Collected data entries:

----------------

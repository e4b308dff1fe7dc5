//! DynamoDB `AttributeValue` type with custom serialization.
//!
//! `AttributeValue` is a tagged union where exactly one variant is present.
//! The JSON wire format uses single-key objects like `{"S": "hello"}`.

use std::collections::HashMap;
use std::fmt;

use base64::Engine;
use base64::engine::general_purpose::STANDARD as BASE64;
use bytes::Bytes;
use serde::de::{self, MapAccess, Visitor};
use serde::ser::SerializeMap;
use serde::{Deserialize, Deserializer, Serialize, Serializer};

/// Type keys accepted by the wire format, in the order DynamoDB documents them.
const TYPE_KEYS: &[&str] = &["S", "N", "B", "SS", "NS", "BS", "BOOL", "NULL", "L", "M"];

/// DynamoDB attribute value.
///
/// Numbers are always string-encoded to preserve arbitrary precision.
#[derive(Debug, Clone, PartialEq)]
pub enum AttributeValue {
    /// String value.
    S(String),
    /// Number value (string-encoded for arbitrary precision).
    N(String),
    /// Binary value (base64-encoded in JSON).
    B(Bytes),
    /// String Set.
    Ss(Vec<String>),
    /// Number Set (string-encoded).
    Ns(Vec<String>),
    /// Binary Set (base64-encoded in JSON).
    Bs(Vec<Bytes>),
    /// Boolean value.
    Bool(bool),
    /// Null value.
    Null(bool),
    /// List of attribute values.
    L(Vec<AttributeValue>),
    /// Map of attribute values.
    M(HashMap<String, AttributeValue>),
}

impl AttributeValue {
    /// Build a number value from anything that formats as a number.
    ///
    /// ```
    /// use dynamite_model::AttributeValue;
    ///
    /// assert_eq!(AttributeValue::number(42), AttributeValue::N("42".to_owned()));
    /// assert_eq!(AttributeValue::number(1.5), AttributeValue::N("1.5".to_owned()));
    /// ```
    #[must_use]
    pub fn number(n: impl fmt::Display) -> Self {
        Self::N(n.to_string())
    }

    /// The `NULL: true` value.
    #[must_use]
    pub fn null() -> Self {
        Self::Null(true)
    }

    /// Returns `true` if this is a null value.
    #[must_use]
    pub fn is_null(&self) -> bool {
        matches!(self, Self::Null(true))
    }

    /// Returns the string value if this is an `S` variant.
    #[must_use]
    pub fn as_s(&self) -> Option<&str> {
        match self {
            Self::S(s) => Some(s),
            _ => None,
        }
    }

    /// Returns the number string if this is an `N` variant.
    #[must_use]
    pub fn as_n(&self) -> Option<&str> {
        match self {
            Self::N(n) => Some(n),
            _ => None,
        }
    }

    /// Returns the bytes if this is a `B` variant.
    #[must_use]
    pub fn as_b(&self) -> Option<&Bytes> {
        match self {
            Self::B(b) => Some(b),
            _ => None,
        }
    }

    /// Returns the string set if this is an `SS` variant.
    #[must_use]
    pub fn as_ss(&self) -> Option<&[String]> {
        match self {
            Self::Ss(v) => Some(v),
            _ => None,
        }
    }

    /// Returns the number set if this is an `NS` variant.
    #[must_use]
    pub fn as_ns(&self) -> Option<&[String]> {
        match self {
            Self::Ns(v) => Some(v),
            _ => None,
        }
    }

    /// Returns the map if this is an `M` variant.
    #[must_use]
    pub fn as_m(&self) -> Option<&HashMap<String, AttributeValue>> {
        match self {
            Self::M(m) => Some(m),
            _ => None,
        }
    }

    /// Returns the list if this is an `L` variant.
    #[must_use]
    pub fn as_l(&self) -> Option<&[AttributeValue]> {
        match self {
            Self::L(l) => Some(l),
            _ => None,
        }
    }

    /// Returns the boolean if this is a `Bool` variant.
    #[must_use]
    pub fn as_bool(&self) -> Option<bool> {
        match self {
            Self::Bool(b) => Some(*b),
            _ => None,
        }
    }

    /// Returns the DynamoDB type descriptor string (e.g., "S", "N", "BOOL").
    #[must_use]
    pub fn type_descriptor(&self) -> &'static str {
        match self {
            Self::S(_) => "S",
            Self::N(_) => "N",
            Self::B(_) => "B",
            Self::Ss(_) => "SS",
            Self::Ns(_) => "NS",
            Self::Bs(_) => "BS",
            Self::Bool(_) => "BOOL",
            Self::Null(_) => "NULL",
            Self::L(_) => "L",
            Self::M(_) => "M",
        }
    }
}

impl From<String> for AttributeValue {
    fn from(s: String) -> Self {
        Self::S(s)
    }
}

impl From<&str> for AttributeValue {
    fn from(s: &str) -> Self {
        Self::S(s.to_owned())
    }
}

impl From<bool> for AttributeValue {
    fn from(b: bool) -> Self {
        Self::Bool(b)
    }
}

impl From<Bytes> for AttributeValue {
    fn from(b: Bytes) -> Self {
        Self::B(b)
    }
}

impl From<Vec<AttributeValue>> for AttributeValue {
    fn from(l: Vec<AttributeValue>) -> Self {
        Self::L(l)
    }
}

impl From<HashMap<String, AttributeValue>> for AttributeValue {
    fn from(m: HashMap<String, AttributeValue>) -> Self {
        Self::M(m)
    }
}

impl fmt::Display for AttributeValue {
    fn fmt(&self, f: &mut fmt::Formatter<'_>) -> fmt::Result {
        match self {
            Self::S(s) => write!(f, "{{S: {s}}}"),
            Self::N(n) => write!(f, "{{N: {n}}}"),
            Self::B(b) => write!(f, "{{B: {} bytes}}", b.len()),
            Self::Ss(v) => write!(f, "{{SS: {v:?}}}"),
            Self::Ns(v) => write!(f, "{{NS: {v:?}}}"),
            Self::Bs(v) => write!(f, "{{BS: {} items}}", v.len()),
            Self::Bool(b) => write!(f, "{{BOOL: {b}}}"),
            Self::Null(b) => write!(f, "{{NULL: {b}}}"),
            Self::L(v) => write!(f, "{{L: {} items}}", v.len()),
            Self::M(m) => write!(f, "{{M: {} keys}}", m.len()),
        }
    }
}

impl Serialize for AttributeValue {
    fn serialize<S: Serializer>(&self, serializer: S) -> Result<S::Ok, S::Error> {
        let mut map = serializer.serialize_map(Some(1))?;
        let key = self.type_descriptor();
        match self {
            Self::S(s) | Self::N(s) => map.serialize_entry(key, s)?,
            Self::B(b) => map.serialize_entry(key, &BASE64.encode(b))?,
            Self::Ss(v) | Self::Ns(v) => map.serialize_entry(key, v)?,
            Self::Bs(v) => {
                let encoded: Vec<String> = v.iter().map(|b| BASE64.encode(b)).collect();
                map.serialize_entry(key, &encoded)?;
            }
            Self::Bool(b) | Self::Null(b) => map.serialize_entry(key, b)?,
            Self::L(list) => map.serialize_entry(key, list)?,
            Self::M(m) => map.serialize_entry(key, m)?,
        }
        map.end()
    }
}

impl<'de> Deserialize<'de> for AttributeValue {
    fn deserialize<D: Deserializer<'de>>(deserializer: D) -> Result<Self, D::Error> {
        deserializer.deserialize_map(AttributeValueVisitor)
    }
}

struct AttributeValueVisitor;

impl<'de> Visitor<'de> for AttributeValueVisitor {
    type Value = AttributeValue;

    fn expecting(&self, formatter: &mut fmt::Formatter<'_>) -> fmt::Result {
        formatter.write_str("a DynamoDB AttributeValue object with exactly one type key")
    }

    fn visit_map<M: MapAccess<'de>>(self, mut map: M) -> Result<Self::Value, M::Error> {
        let Some(key) = map.next_key::<String>()? else {
            return Err(de::Error::custom("AttributeValue must have exactly one key"));
        };

        let value = match key.as_str() {
            "S" => AttributeValue::S(map.next_value()?),
            "N" => AttributeValue::N(map.next_value()?),
            "B" => {
                let encoded: String = map.next_value()?;
                AttributeValue::B(decode_binary(&encoded).map_err(de::Error::custom)?)
            }
            "SS" => AttributeValue::Ss(map.next_value()?),
            "NS" => AttributeValue::Ns(map.next_value()?),
            "BS" => {
                let encoded: Vec<String> = map.next_value()?;
                let decoded = encoded
                    .iter()
                    .map(|e| decode_binary(e))
                    .collect::<Result<Vec<_>, _>>()
                    .map_err(de::Error::custom)?;
                AttributeValue::Bs(decoded)
            }
            "BOOL" => AttributeValue::Bool(map.next_value()?),
            "NULL" => AttributeValue::Null(map.next_value()?),
            "L" => AttributeValue::L(map.next_value()?),
            "M" => AttributeValue::M(map.next_value()?),
            other => return Err(de::Error::unknown_field(other, TYPE_KEYS)),
        };

        if map.next_key::<String>()?.is_some() {
            return Err(de::Error::custom("AttributeValue must have exactly one key"));
        }

        Ok(value)
    }
}

fn decode_binary(encoded: &str) -> Result<Bytes, base64::DecodeError> {
    BASE64.decode(encoded).map(Bytes::from)
}

#[cfg(test)]
mod tests {
    use super::*;

    #[test]
    fn test_should_serialize_string_value() {
        let val = AttributeValue::from("hello");
        let json = serde_json::to_string(&val).unwrap();
        assert_eq!(json, r#"{"S":"hello"}"#);
    }

    #[test]
    fn test_should_serialize_number_value() {
        let val = AttributeValue::number(42);
        let json = serde_json::to_string(&val).unwrap();
        assert_eq!(json, r#"{"N":"42"}"#);
    }

    #[test]
    fn test_should_serialize_null_value() {
        let json = serde_json::to_string(&AttributeValue::null()).unwrap();
        assert_eq!(json, r#"{"NULL":true}"#);
    }

    #[test]
    fn test_should_serialize_nested_list_value() {
        let val = AttributeValue::L(vec![
            AttributeValue::from("a"),
            AttributeValue::number(1),
            AttributeValue::Bool(false),
        ]);
        let json = serde_json::to_string(&val).unwrap();
        assert_eq!(json, r#"{"L":[{"S":"a"},{"N":"1"},{"BOOL":false}]}"#);
    }

    #[test]
    fn test_should_base64_encode_binary_values() {
        let val = AttributeValue::B(Bytes::from_static(b"test data"));
        let json = serde_json::to_string(&val).unwrap();
        assert_eq!(json, r#"{"B":"dGVzdCBkYXRh"}"#);
        let parsed: AttributeValue = serde_json::from_str(&json).unwrap();
        assert_eq!(parsed, val);
    }

    #[test]
    fn test_should_deserialize_nested_map() {
        let json = r#"{"M":{"name":{"S":"ada"},"tags":{"SS":["a","b"]}}}"#;
        let val: AttributeValue = serde_json::from_str(json).unwrap();
        let m = val.as_m().unwrap();
        assert_eq!(m["name"].as_s(), Some("ada"));
        assert_eq!(m["tags"].as_ss().map(<[String]>::len), Some(2));
    }

    #[test]
    fn test_should_deserialize_binary_set() {
        let json = r#"{"BS":["YQ==","Yg=="]}"#;
        let val: AttributeValue = serde_json::from_str(json).unwrap();
        assert_eq!(
            val,
            AttributeValue::Bs(vec![Bytes::from_static(b"a"), Bytes::from_static(b"b")])
        );
    }

    #[test]
    fn test_should_reject_unknown_type_key() {
        let result = serde_json::from_str::<AttributeValue>(r#"{"X":"1"}"#);
        assert!(result.is_err());
    }

    #[test]
    fn test_should_reject_multiple_type_keys() {
        let result = serde_json::from_str::<AttributeValue>(r#"{"S":"a","N":"1"}"#);
        assert!(result.is_err());
    }

    #[test]
    fn test_should_reject_empty_object() {
        let result = serde_json::from_str::<AttributeValue>("{}");
        assert!(result.is_err());
    }

    #[test]
    fn test_should_reject_invalid_base64() {
        let result = serde_json::from_str::<AttributeValue>(r#"{"B":"***"}"#);
        assert!(result.is_err());
    }
}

----------------

> What the task requires
Repeat word for word every line from the start of the entries to the line holding "use serde::ser::SerializeMap;", inclusive, and nothing else.

> Response to this exercise
repository e4b308dff1fe7dc5
//! DynamoDB `AttributeValue` type with custom serialization.
//!
//! `AttributeValue` is a tagged union where exactly one variant is present.
//! The JSON wire format uses single-key objects like `{"S": "hello"}`.

use std::collections::HashMap;
use std::fmt;

use base64::Engine;
use base64::engine::general_purpose::STANDARD as BASE64;
use bytes::Bytes;
use serde::de::{self, MapAccess, Visitor};
use serde::ser::SerializeMap;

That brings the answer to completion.